#### DATA SUPPLIED:
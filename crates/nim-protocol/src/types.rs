//! Message types for Nim's wire format.
//!
//! Every datagram carries exactly one message. Messages travel in one of
//! two directions, and the same tag byte can mean different things in
//! each (`N` is "new game" from a client but "player name" from the
//! server). So there are two enums, one per direction, and the decoder is
//! always told which one it is reading.

use std::fmt;

// ---------------------------------------------------------------------------
// Tag bytes
// ---------------------------------------------------------------------------

/// Leading tag bytes, one per message kind.
pub mod tag {
    /// Client → server: join with a player name.
    pub const JOIN: u8 = b'J';
    /// Client → server: take markers. Server → client: whose turn.
    pub const TAKE: u8 = b'T';
    /// Server → client: whose turn (same byte as [`TAKE`]).
    pub const TURN: u8 = b'T';
    /// Client → server: request a new round.
    pub const NEW_GAME: u8 = b'N';
    /// Server → client: a player's name (same byte as [`NEW_GAME`]).
    pub const NAME: u8 = b'N';
    /// Both directions: quit.
    pub const QUIT: u8 = b'Q';
    /// Server → client: your player id.
    pub const ID: u8 = b'I';
    /// Server → client: a player's score.
    pub const SCORE: u8 = b'S';
    /// Server → client: a heap's marker count.
    pub const HEAP: u8 = b'H';
    /// Server → client: the round winner.
    pub const WIN: u8 = b'W';
}

/// Longest player name, in UTF-8 bytes, the protocol will carry.
///
/// The longest message (`Name` with a maximal name) is 4 + 64 = 68 bytes,
/// well inside the 128-byte datagram bound.
pub const MAX_NAME_LEN: usize = 64;

// ---------------------------------------------------------------------------
// PlayerSlot
// ---------------------------------------------------------------------------

/// One of the two seats in a session, assigned in join order.
///
/// On the wire a slot is a single byte, `0` or `1`. Anything else is
/// rejected when decoding, so a `PlayerSlot` value is always valid.
#[derive(Debug, Clone, Copy, PartialEq, Eq, Hash, PartialOrd, Ord)]
pub enum PlayerSlot {
    /// Player 0: the first to join. Moves first in every round.
    First,
    /// Player 1: the second to join.
    Second,
}

impl PlayerSlot {
    /// Both slots in broadcast order.
    pub const ALL: [PlayerSlot; 2] = [PlayerSlot::First, PlayerSlot::Second];

    /// Index into per-player arrays (`0` or `1`).
    pub fn index(self) -> usize {
        match self {
            Self::First => 0,
            Self::Second => 1,
        }
    }

    /// The wire byte for this slot.
    pub fn to_wire(self) -> u8 {
        self.index() as u8
    }

    /// The opponent's slot.
    pub fn other(self) -> Self {
        match self {
            Self::First => Self::Second,
            Self::Second => Self::First,
        }
    }
}

impl TryFrom<u8> for PlayerSlot {
    type Error = crate::ProtocolError;

    fn try_from(value: u8) -> Result<Self, Self::Error> {
        match value {
            0 => Ok(Self::First),
            1 => Ok(Self::Second),
            other => Err(crate::ProtocolError::InvalidSlot(other)),
        }
    }
}

impl fmt::Display for PlayerSlot {
    fn fmt(&self, f: &mut fmt::Formatter<'_>) -> fmt::Result {
        write!(f, "player {}", self.index())
    }
}

// ---------------------------------------------------------------------------
// Client → server
// ---------------------------------------------------------------------------

/// Messages a client sends to the server.
#[derive(Debug, Clone, PartialEq, Eq)]
pub enum ClientMessage {
    /// "Put me in a game under this name."
    Join { name: String },

    /// "Remove `count` markers from heap `heap`."
    Take { heap: u8, count: u8 },

    /// "Start a new round."
    NewGame,

    /// "I'm leaving."
    Quit,
}

impl ClientMessage {
    /// The tag byte this message is encoded with.
    pub fn tag(&self) -> u8 {
        match self {
            Self::Join { .. } => tag::JOIN,
            Self::Take { .. } => tag::TAKE,
            Self::NewGame => tag::NEW_GAME,
            Self::Quit => tag::QUIT,
        }
    }
}

// ---------------------------------------------------------------------------
// Server → client
// ---------------------------------------------------------------------------

/// Messages the server sends to a client.
///
/// Each one is a small state delta; a client rebuilds the full picture by
/// applying them in arrival order.
#[derive(Debug, Clone, PartialEq, Eq)]
pub enum ServerMessage {
    /// "You are this player."
    Id { slot: PlayerSlot },

    /// "This player is called `name`."
    Name { slot: PlayerSlot, name: String },

    /// "This player's score is now `score`."
    Score { slot: PlayerSlot, score: u8 },

    /// "Heap `heap` now holds `count` markers."
    Heap { heap: u8, count: u8 },

    /// "It is this player's turn."
    Turn { slot: PlayerSlot },

    /// "This player won the round."
    Win { slot: PlayerSlot },

    /// "The session is over; shut down."
    Quit,
}

impl ServerMessage {
    /// The tag byte this message is encoded with.
    pub fn tag(&self) -> u8 {
        match self {
            Self::Id { .. } => tag::ID,
            Self::Name { .. } => tag::NAME,
            Self::Score { .. } => tag::SCORE,
            Self::Heap { .. } => tag::HEAP,
            Self::Turn { .. } => tag::TURN,
            Self::Win { .. } => tag::WIN,
            Self::Quit => tag::QUIT,
        }
    }
}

#### EXERCISE DIRECTIONS:
Would you transcribe the listing word for word?

#### SOLUTION:
filename crates/nim-protocol/src/types.rs
//! Message types for Nim's wire format.
//!
//! Every datagram carries exactly one message. Messages travel in one of
//! two directions, and the same tag byte can mean different things in
//! each (`N` is "new game" from a client but "player name" from the
//! server). So there are two enums, one per direction, and the decoder is
//! always told which one it is reading.

use std::fmt;

// ---------------------------------------------------------------------------
// Tag bytes
// ---------------------------------------------------------------------------

/// Leading tag bytes, one per message kind.
pub mod tag {
    /// Client → server: join with a player name.
    pub const JOIN: u8 = b'J';
    /// Client → server: take markers. Server → client: whose turn.
    pub const TAKE: u8 = b'T';
    /// Server → client: whose turn (same byte as [`TAKE`]).
    pub const TURN: u8 = b'T';
    /// Client → server: request a new round.
    pub const NEW_GAME: u8 = b'N';
    /// Server → client: a player's name (same byte as [`NEW_GAME`]).
    pub const NAME: u8 = b'N';
    /// Both directions: quit.
    pub const QUIT: u8 = b'Q';
    /// Server → client: your player id.
    pub const ID: u8 = b'I';
    /// Server → client: a player's score.
    pub const SCORE: u8 = b'S';
    /// Server → client: a heap's marker count.
    pub const HEAP: u8 = b'H';
    /// Server → client: the round winner.
    pub const WIN: u8 = b'W';
}

/// Longest player name, in UTF-8 bytes, the protocol will carry.
///
/// The longest message (`Name` with a maximal name) is 4 + 64 = 68 bytes,
/// well inside the 128-byte datagram bound.
pub const MAX_NAME_LEN: usize = 64;

// ---------------------------------------------------------------------------
// PlayerSlot
// ---------------------------------------------------------------------------

/// One of the two seats in a session, assigned in join order.
///
/// On the wire a slot is a single byte, `0` or `1`. Anything else is
/// rejected when decoding, so a `PlayerSlot` value is always valid.
#[derive(Debug, Clone, Copy, PartialEq, Eq, Hash, PartialOrd, Ord)]
pub enum PlayerSlot {
    /// Player 0: the first to join. Moves first in every round.
    First,
    /// Player 1: the second to join.
    Second,
}

impl PlayerSlot {
    /// Both slots in broadcast order.
    pub const ALL: [PlayerSlot; 2] = [PlayerSlot::First, PlayerSlot::Second];

    /// Index into per-player arrays (`0` or `1`).
    pub fn index(self) -> usize {
        match self {
            Self::First => 0,
            Self::Second => 1,
        }
    }

    /// The wire byte for this slot.
    pub fn to_wire(self) -> u8 {
        self.index() as u8
    }

    /// The opponent's slot.
    pub fn other(self) -> Self {
        match self {
            Self::First => Self::Second,
            Self::Second => Self::First,
        }
    }
}

impl TryFrom<u8> for PlayerSlot {
    type Error = crate::ProtocolError;

    fn try_from(value: u8) -> Result<Self, Self::Error> {
        match value {
            0 => Ok(Self::First),
            1 => Ok(Self::Second),
            other => Err(crate::ProtocolError::InvalidSlot(other)),
        }
    }
}

impl fmt::Display for PlayerSlot {
    fn fmt(&self, f: &mut fmt::Formatter<'_>) -> fmt::Result {
        write!(f, "player {}", self.index())
    }
}

// ---------------------------------------------------------------------------
// Client → server
// ---------------------------------------------------------------------------

/// Messages a client sends to the server.
#[derive(Debug, Clone, PartialEq, Eq)]
pub enum ClientMessage {
    /// "Put me in a game under this name."
    Join { name: String },

    /// "Remove `count` markers from heap `heap`."
    Take { heap: u8, count: u8 },

    /// "Start a new round."
    NewGame,

    /// "I'm leaving."
    Quit,
}

impl ClientMessage {
    /// The tag byte this message is encoded with.
    pub fn tag(&self) -> u8 {
        match self {
            Self::Join { .. } => tag::JOIN,
            Self::Take { .. } => tag::TAKE,
            Self::NewGame => tag::NEW_GAME,
            Self::Quit => tag::QUIT,
        }
    }
}

// ---------------------------------------------------------------------------
// Server → client
// ---------------------------------------------------------------------------

/// Messages the server sends to a client.
///
/// Each one is a small state delta; a client rebuilds the full picture by
/// applying them in arrival order.
#[derive(Debug, Clone, PartialEq, Eq)]
pub enum ServerMessage {
    /// "You are this player."
    Id { slot: PlayerSlot },

    /// "This player is called `name`."
    Name { slot: PlayerSlot, name: String },

    /// "This player's score is now `score`."
    Score { slot: PlayerSlot, score: u8 },

    /// "Heap `heap` now holds `count` markers."
    Heap { heap: u8, count: u8 },

    /// "It is this player's turn."
    Turn { slot: PlayerSlot },

    /// "This player won the round."
    Win { slot: PlayerSlot },

    /// "The session is over; shut down."
    Quit,
}

impl ServerMessage {
    /// The tag byte this message is encoded with.
    pub fn tag(&self) -> u8 {
        match self {
            Self::Id { .. } => tag::ID,
            Self::Name { .. } => tag::NAME,
            Self::Score { .. } => tag::SCORE,
            Self::Heap { .. } => tag::HEAP,
            Self::Turn { .. } => tag::TURN,
            Self::Win { .. } => tag::WIN,
            Self::Quit => tag::QUIT,
        }
    }
}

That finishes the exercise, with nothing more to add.